* Task to complete
Please output the data below exactly as given, starting at its first line and stopping after the line that contains "use crate::config::GeneratorConfig;".
^^^^
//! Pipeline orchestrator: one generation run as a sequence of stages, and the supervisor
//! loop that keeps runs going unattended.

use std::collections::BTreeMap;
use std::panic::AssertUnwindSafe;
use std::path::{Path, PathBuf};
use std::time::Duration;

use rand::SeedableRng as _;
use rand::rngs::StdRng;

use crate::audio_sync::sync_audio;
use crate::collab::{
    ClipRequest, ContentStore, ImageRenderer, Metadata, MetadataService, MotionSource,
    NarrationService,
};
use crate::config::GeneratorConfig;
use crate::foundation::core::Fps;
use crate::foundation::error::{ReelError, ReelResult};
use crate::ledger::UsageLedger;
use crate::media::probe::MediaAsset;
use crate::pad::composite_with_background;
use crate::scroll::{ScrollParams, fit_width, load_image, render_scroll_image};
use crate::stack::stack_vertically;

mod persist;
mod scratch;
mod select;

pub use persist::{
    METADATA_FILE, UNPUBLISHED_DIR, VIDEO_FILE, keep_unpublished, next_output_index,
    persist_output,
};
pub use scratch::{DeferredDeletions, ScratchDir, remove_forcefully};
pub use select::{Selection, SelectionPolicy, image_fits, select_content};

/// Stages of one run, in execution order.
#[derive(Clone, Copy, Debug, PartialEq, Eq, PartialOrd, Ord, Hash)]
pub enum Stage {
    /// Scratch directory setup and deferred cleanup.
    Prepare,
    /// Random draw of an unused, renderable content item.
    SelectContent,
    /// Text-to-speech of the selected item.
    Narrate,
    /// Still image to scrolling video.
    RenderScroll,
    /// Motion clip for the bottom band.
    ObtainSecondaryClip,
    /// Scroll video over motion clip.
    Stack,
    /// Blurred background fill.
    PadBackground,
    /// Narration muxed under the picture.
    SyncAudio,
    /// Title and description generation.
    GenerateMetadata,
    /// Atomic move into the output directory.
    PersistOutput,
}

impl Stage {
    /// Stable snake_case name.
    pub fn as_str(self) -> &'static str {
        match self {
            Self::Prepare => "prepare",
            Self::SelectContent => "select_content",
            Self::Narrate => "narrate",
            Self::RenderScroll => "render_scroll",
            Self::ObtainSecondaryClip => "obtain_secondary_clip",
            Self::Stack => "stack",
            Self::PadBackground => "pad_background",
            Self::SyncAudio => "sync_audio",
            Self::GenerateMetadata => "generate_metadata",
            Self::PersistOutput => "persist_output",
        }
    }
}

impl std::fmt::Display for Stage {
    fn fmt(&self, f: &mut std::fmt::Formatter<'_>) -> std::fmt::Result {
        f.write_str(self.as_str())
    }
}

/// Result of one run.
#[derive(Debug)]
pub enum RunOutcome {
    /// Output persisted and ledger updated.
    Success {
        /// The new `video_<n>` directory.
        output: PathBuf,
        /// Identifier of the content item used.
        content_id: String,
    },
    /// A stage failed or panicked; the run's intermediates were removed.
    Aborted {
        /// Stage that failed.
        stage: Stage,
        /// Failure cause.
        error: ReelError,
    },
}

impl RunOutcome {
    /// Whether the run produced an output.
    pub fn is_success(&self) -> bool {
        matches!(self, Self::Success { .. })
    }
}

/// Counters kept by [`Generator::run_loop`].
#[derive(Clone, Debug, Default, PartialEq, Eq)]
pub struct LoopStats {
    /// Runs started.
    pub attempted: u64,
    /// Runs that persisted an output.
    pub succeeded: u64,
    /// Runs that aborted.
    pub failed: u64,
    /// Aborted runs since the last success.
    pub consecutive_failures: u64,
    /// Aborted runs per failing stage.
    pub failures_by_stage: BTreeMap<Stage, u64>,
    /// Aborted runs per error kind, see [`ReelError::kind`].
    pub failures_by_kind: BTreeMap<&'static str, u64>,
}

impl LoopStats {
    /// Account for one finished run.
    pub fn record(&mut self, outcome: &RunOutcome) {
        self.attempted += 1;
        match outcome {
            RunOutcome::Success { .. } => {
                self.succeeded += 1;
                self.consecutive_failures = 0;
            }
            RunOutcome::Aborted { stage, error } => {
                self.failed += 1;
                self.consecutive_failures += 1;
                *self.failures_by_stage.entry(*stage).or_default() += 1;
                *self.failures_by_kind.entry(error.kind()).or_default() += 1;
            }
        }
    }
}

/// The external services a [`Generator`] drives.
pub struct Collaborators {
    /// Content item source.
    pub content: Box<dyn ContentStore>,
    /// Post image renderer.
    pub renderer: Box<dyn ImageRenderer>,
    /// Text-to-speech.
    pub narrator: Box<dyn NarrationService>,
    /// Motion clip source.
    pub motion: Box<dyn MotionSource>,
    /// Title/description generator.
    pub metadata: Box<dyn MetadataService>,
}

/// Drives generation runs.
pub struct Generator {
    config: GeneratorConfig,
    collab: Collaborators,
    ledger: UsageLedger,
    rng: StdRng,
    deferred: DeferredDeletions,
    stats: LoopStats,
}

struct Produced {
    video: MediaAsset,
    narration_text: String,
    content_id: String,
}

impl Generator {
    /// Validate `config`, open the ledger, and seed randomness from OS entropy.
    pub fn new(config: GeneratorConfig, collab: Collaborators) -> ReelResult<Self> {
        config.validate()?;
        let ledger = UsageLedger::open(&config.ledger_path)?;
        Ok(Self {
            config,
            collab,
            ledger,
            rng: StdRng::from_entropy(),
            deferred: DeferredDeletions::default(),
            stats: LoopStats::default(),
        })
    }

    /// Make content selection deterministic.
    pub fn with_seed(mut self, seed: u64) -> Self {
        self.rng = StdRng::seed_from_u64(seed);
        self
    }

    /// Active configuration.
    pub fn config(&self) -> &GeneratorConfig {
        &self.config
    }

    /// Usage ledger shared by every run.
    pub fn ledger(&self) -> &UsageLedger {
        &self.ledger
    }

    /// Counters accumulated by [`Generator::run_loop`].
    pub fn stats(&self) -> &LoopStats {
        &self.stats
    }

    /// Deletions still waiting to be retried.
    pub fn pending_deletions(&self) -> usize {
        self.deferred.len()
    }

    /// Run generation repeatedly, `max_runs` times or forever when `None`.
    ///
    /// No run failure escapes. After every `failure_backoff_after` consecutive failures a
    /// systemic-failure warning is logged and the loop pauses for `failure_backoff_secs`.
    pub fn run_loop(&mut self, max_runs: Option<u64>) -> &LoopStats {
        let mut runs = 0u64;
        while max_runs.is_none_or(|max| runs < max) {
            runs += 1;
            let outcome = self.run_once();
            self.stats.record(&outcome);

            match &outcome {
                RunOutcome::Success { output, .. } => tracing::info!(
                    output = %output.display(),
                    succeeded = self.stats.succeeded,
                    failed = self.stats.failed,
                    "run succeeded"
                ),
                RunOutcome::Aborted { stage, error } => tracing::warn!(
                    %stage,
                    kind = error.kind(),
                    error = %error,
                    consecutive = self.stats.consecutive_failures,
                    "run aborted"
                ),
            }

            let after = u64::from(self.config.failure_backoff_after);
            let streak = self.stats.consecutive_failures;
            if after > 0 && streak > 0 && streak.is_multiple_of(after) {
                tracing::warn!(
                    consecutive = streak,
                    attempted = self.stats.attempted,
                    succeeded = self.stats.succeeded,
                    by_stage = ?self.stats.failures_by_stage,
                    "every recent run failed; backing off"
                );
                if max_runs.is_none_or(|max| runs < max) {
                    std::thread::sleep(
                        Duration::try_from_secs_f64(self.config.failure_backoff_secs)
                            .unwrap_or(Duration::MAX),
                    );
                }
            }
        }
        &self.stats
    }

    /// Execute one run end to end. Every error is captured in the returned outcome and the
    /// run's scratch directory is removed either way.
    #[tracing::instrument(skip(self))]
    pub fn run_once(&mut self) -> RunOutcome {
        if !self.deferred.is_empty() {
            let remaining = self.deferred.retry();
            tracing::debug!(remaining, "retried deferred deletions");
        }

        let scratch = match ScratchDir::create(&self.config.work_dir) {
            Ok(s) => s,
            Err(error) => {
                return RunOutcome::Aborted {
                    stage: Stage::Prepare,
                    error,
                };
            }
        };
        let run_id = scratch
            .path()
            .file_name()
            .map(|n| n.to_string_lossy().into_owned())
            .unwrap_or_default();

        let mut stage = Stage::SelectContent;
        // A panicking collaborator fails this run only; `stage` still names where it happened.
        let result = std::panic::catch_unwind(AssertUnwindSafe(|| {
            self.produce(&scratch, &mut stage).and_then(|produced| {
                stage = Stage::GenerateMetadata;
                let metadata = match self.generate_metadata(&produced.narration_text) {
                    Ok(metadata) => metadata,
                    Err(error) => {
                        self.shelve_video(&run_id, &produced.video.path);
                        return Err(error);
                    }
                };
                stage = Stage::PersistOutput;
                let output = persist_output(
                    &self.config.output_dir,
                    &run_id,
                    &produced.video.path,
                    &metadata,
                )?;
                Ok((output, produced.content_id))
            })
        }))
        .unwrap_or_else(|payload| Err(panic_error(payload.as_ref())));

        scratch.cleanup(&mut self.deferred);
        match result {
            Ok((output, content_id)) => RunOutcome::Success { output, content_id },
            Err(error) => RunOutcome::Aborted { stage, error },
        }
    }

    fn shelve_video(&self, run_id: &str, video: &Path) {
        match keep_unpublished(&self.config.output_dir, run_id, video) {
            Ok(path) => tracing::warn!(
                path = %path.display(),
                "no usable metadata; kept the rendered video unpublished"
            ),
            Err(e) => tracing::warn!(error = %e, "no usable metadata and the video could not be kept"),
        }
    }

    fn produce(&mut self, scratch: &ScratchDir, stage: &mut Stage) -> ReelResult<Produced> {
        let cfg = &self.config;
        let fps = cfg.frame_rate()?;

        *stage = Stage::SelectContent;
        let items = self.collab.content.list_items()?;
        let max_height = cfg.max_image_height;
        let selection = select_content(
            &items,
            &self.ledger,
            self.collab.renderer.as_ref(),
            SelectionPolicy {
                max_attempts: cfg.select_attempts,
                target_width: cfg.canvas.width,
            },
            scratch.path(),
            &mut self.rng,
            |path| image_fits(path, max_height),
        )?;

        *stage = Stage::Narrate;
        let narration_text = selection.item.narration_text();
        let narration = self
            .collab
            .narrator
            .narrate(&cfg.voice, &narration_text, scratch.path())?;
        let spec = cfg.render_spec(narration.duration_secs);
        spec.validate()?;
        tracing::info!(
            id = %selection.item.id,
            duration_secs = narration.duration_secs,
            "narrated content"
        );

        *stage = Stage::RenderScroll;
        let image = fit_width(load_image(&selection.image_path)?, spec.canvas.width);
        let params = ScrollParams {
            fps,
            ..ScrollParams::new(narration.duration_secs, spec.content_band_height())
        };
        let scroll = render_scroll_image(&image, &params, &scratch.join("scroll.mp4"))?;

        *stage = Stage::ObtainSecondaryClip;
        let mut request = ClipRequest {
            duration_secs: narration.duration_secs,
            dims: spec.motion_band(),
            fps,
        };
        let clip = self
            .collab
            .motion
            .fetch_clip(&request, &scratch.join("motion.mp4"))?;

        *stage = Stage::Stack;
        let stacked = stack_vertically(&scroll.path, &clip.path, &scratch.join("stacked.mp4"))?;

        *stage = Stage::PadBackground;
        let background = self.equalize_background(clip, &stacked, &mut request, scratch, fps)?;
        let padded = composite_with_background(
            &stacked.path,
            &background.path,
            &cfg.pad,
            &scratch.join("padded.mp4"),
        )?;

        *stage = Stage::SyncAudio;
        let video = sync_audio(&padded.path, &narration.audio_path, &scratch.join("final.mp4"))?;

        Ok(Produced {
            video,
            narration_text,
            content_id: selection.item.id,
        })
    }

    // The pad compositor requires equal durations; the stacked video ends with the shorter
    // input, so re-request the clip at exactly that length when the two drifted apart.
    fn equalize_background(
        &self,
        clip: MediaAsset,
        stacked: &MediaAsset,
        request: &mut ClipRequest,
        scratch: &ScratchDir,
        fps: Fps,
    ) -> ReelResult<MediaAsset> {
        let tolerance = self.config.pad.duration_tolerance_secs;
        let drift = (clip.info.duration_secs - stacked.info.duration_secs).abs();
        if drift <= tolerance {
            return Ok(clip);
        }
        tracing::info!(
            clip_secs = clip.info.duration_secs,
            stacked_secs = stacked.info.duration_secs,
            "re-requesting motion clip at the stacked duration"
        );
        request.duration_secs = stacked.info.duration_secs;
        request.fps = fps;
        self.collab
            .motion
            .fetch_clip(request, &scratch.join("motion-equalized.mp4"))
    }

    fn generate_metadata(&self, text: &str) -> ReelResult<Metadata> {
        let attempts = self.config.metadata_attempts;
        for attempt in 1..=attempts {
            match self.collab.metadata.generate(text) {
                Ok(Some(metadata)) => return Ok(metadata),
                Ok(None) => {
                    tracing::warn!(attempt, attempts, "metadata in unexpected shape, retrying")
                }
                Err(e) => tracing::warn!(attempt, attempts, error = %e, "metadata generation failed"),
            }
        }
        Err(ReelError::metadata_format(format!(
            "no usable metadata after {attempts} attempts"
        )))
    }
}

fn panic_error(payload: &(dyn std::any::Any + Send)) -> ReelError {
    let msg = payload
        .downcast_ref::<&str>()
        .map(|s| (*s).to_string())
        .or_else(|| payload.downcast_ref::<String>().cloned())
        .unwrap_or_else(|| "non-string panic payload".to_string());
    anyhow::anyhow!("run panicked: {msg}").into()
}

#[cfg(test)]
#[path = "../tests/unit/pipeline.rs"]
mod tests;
^^^^
* Answer area
//! Pipeline orchestrator: one generation run as a sequence of stages, and the supervisor
//! loop that keeps runs going unattended.

use std::collections::BTreeMap;
use std::panic::AssertUnwindSafe;
use std::path::{Path, PathBuf};
use std::time::Duration;

use rand::SeedableRng as _;
use rand::rngs::StdRng;

use crate::audio_sync::sync_audio;
use crate::collab::{
    ClipRequest, ContentStore, ImageRenderer, Metadata, MetadataService, MotionSource,
    NarrationService,
};
use crate::config::GeneratorConfig;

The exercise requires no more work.